Question Zen 6 Speculation Thread

Page 11 - Seeking answers? Join the AnandTech community: where nearly half-a-million members share solutions and discuss the latest tech.

esquared

Forum Director & Omnipotent Overlord
Forum Director
Oct 8, 2000
23,769
4,962
146
Way too many reported posts.

The Intel-talk needs to stop unless it is absolutely relevant to the topic at hand.
Which I will remind you is a Zen 6 speculation thread.

Continuing to do so after this official post will most likely result in infractions and vacations


esquared
Anandtech Forum Director
 

Anhiel

Member
May 12, 2022
69
27
61
Well, it's good Intel provided some official data of their own. They are slightly worse than what I saw in past Anandtech articles.
I did use past data in various calculations I've posted before with the exact claimed numbers. So nothing world changing.
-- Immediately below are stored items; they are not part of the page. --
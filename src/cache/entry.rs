//! Cache Entry Module
//!
//! Defines cached values (ready or still being computed) and the per-entry
//! bookkeeping used for eviction and age checks.

use std::fmt;
use std::sync::atomic::{AtomicU64, Ordering};

use tokio::sync::watch;

static NEXT_PENDING_ID: AtomicU64 = AtomicU64::new(1);

// == Cached Value ==
/// A value held by the cache.
///
/// `Pending` values represent an in-flight computation. They live only in
/// memory: they are never serialized, never written to storage and never
/// listed in the manifest.
#[derive(Debug, Clone)]
pub enum Cached<V> {
    Ready(V),
    Pending(Pending<V>),
}

impl<V> Cached<V> {
    pub fn is_pending(&self) -> bool {
        matches!(self, Cached::Pending(_))
    }

    /// Returns the value if it is ready.
    pub fn ready(&self) -> Option<&V> {
        match self {
            Cached::Ready(value) => Some(value),
            Cached::Pending(_) => None,
        }
    }

    pub fn into_ready(self) -> Option<V> {
        match self {
            Cached::Ready(value) => Some(value),
            Cached::Pending(_) => None,
        }
    }
}

// == Pending Value ==
/// Handle on a value that is still being computed.
///
/// Created together with a [`Resolver`] by [`pending`]. Clones observe the
/// same computation and compare equal through [`Pending::same`].
pub struct Pending<V> {
    id: u64,
    rx: watch::Receiver<Option<V>>,
}

/// Completes a [`Pending`] value.
pub struct Resolver<V> {
    tx: watch::Sender<Option<V>>,
}

/// Creates a linked resolver/pending pair.
pub fn pending<V>() -> (Resolver<V>, Pending<V>) {
    let (tx, rx) = watch::channel(None);
    let id = NEXT_PENDING_ID.fetch_add(1, Ordering::Relaxed);
    (Resolver { tx }, Pending { id, rx })
}

impl<V> Pending<V> {
    pub fn id(&self) -> u64 {
        self.id
    }

    /// True when both handles observe the same computation.
    pub fn same(&self, other: &Pending<V>) -> bool {
        self.id == other.id
    }

    pub fn is_resolved(&self) -> bool {
        self.rx.borrow().is_some()
    }
}

impl<V: Clone> Pending<V> {
    /// Returns the value if it has already been resolved.
    pub fn peek(&self) -> Option<V> {
        self.rx.borrow().clone()
    }

    /// Waits for the value.
    ///
    /// Returns `None` if the resolver was dropped without resolving.
    pub async fn wait(&self) -> Option<V> {
        let mut rx = self.rx.clone();
        let value = match rx.wait_for(|value| value.is_some()).await {
            Ok(value) => (*value).clone(),
            Err(_) => None,
        };
        value
    }
}

impl<V> Clone for Pending<V> {
    fn clone(&self) -> Self {
        Self {
            id: self.id,
            rx: self.rx.clone(),
        }
    }
}

impl<V> fmt::Debug for Pending<V> {
    fn fmt(&self, f: &mut fmt::Formatter<'_>) -> fmt::Result {
        f.debug_struct("Pending")
            .field("id", &self.id)
            .field("resolved", &self.is_resolved())
            .finish()
    }
}

impl<V> Resolver<V> {
    /// Publishes the value to every waiting [`Pending`] handle.
    pub fn resolve(self, value: V) {
        self.tx.send_replace(Some(value));
    }
}

// == Entry ==
/// Engine-side record of one resident key.
#[derive(Debug)]
pub(crate) struct Entry<V> {
    pub value: Cached<V>,
    /// Bound-consuming cost of this entry
    pub weight: usize,
    /// Position in the recency order
    pub seq: u64,
    /// Creation/touch timestamp (Unix milliseconds)
    pub stamp: i64,
}

impl<V> Entry<V> {
    // == Is Stale ==
    /// Checks whether the entry outlived `max_age_ms`.
    ///
    /// An entry is stale once strictly more than `max_age_ms` milliseconds
    /// passed since it was stamped; without a max age nothing goes stale.
    pub fn is_stale(&self, now: i64, max_age_ms: Option<i64>) -> bool {
        match max_age_ms {
            Some(max_age) => now.saturating_sub(self.stamp) > max_age,
            None => false,
        }
    }
}
//! Deferred Flush Task
//!
//! Single-shot task that coalesces manifest writes: however many mutations
//! request a flush before it runs, the job runs once.

use std::fmt;
use std::sync::Arc;

use parking_lot::Mutex;
use tokio::runtime::Handle;
use tokio::task::JoinHandle;
use tracing::debug;

#[derive(Default)]
struct FlushState {
    scheduled: bool,
    cancelled: bool,
    task: Option<JoinHandle<()>>,
}

/// Idempotent, cancellable deferred job.
///
/// [`schedule`](Self::schedule) spawns the job on the current tokio runtime
/// unless a run is already pending. On a current-thread runtime it runs at the
/// next cooperative tick, after the caller's synchronous burst. Without a
/// runtime the request stays pending until the owner runs the job itself and
/// calls [`clear`](Self::clear). On a multi-thread runtime the job may start on
/// another worker before the burst ends; later requests then schedule again.
///
/// Clones share the same state.
#[derive(Clone)]
pub struct DeferredFlush {
    state: Arc<Mutex<FlushState>>,
    job: Arc<dyn Fn() + Send + Sync>,
}

impl DeferredFlush {
    pub fn new(job: impl Fn() + Send + Sync + 'static) -> Self {
        Self {
            state: Arc::new(Mutex::new(FlushState::default())),
            job: Arc::new(job),
        }
    }

    /// Requests a run. Returns `false` if one was already pending or the
    /// flush has been cancelled.
    pub fn schedule(&self) -> bool {
        let mut state = self.state.lock();
        if state.scheduled || state.cancelled {
            return false;
        }
        state.scheduled = true;

        let Ok(runtime) = Handle::try_current() else {
            debug!("No async runtime, flush waits for an explicit call");
            return true;
        };
        let shared = Arc::clone(&self.state);
        let job = Arc::clone(&self.job);
        state.task = Some(runtime.spawn(async move {
            {
                let mut state = shared.lock();
                if !state.scheduled || state.cancelled {
                    return;
                }
                state.scheduled = false;
                state.task = None;
            }
            job();
        }));
        true
    }

    pub fn is_scheduled(&self) -> bool {
        self.state.lock().scheduled
    }

    /// Drops a pending run, if any. Later requests schedule normally.
    pub fn clear(&self) {
        let mut state = self.state.lock();
        state.scheduled = false;
        if let Some(task) = state.task.take() {
            task.abort();
        }
    }

    /// Drops a pending run and refuses every later request.
    pub fn cancel(&self) {
        self.clear();
        self.state.lock().cancelled = true;
    }

    pub fn is_cancelled(&self) -> bool {
        self.state.lock().cancelled
    }
}

impl fmt::Debug for DeferredFlush {
    fn fmt(&self, f: &mut fmt::Formatter<'_>) -> fmt::Result {
        let state = self.state.lock();
        f.debug_struct("DeferredFlush")
            .field("scheduled", &state.scheduled)
            .field("cancelled", &state.cancelled)
            .finish()
    }
}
Anyhow, for comparison the Zen architecture is superior but also somewhat worse depending on how you interpretate things.

There's only a 2% difference in power. You could say it's bad because it needed to keep a lot powered regardless of usage.
On the other hand the Zen architecture on average has a higher SMT gain (1.25x) than Intel (1.15x).

What most here don't realize or understand is there's a different evaluation of performance in SMT vs. ST.
Also to keep things simple we only care about performance and maybe energy consumption but not area etc.

In SMT-2 the work is divided into 2 threads and each contributes a different amount of performance. The difference to iso-ST... this is the main reason for the gains or loss with or without SMT.
With SMT Zen has a 12% latency so the 1st thread is 1/1.12=0.89285 = 90% ; 2nd thread 1.25-0.9=0.35 = 35%
As you can see without SMT it would only gain 10% while losing 25%.
Intel gains 10% and loses 15%.
That's why I said more than a year ago AMD doesn't benefit from losing SMT as Intel does.
 

naukkis

Senior member
Jun 5, 2002
768
633
136
In SMT-2 the work is divided into 2 threads and each contributes a different amount of performance. The difference to iso-ST... this is the main reason for the gains or loss with or without SMT.
With SMT Zen has a 12% latency so the 1st thread is 1/1.12=0.89285 = 90% ; 2nd thread 1.25-0.9=0.35 = 35%
As you can see without SMT it would only gain 10% while losing 25%.
Intel gains 10% and loses 15%.
That's why I said more than a year ago AMD doesn't benefit from losing SMT as Intel does.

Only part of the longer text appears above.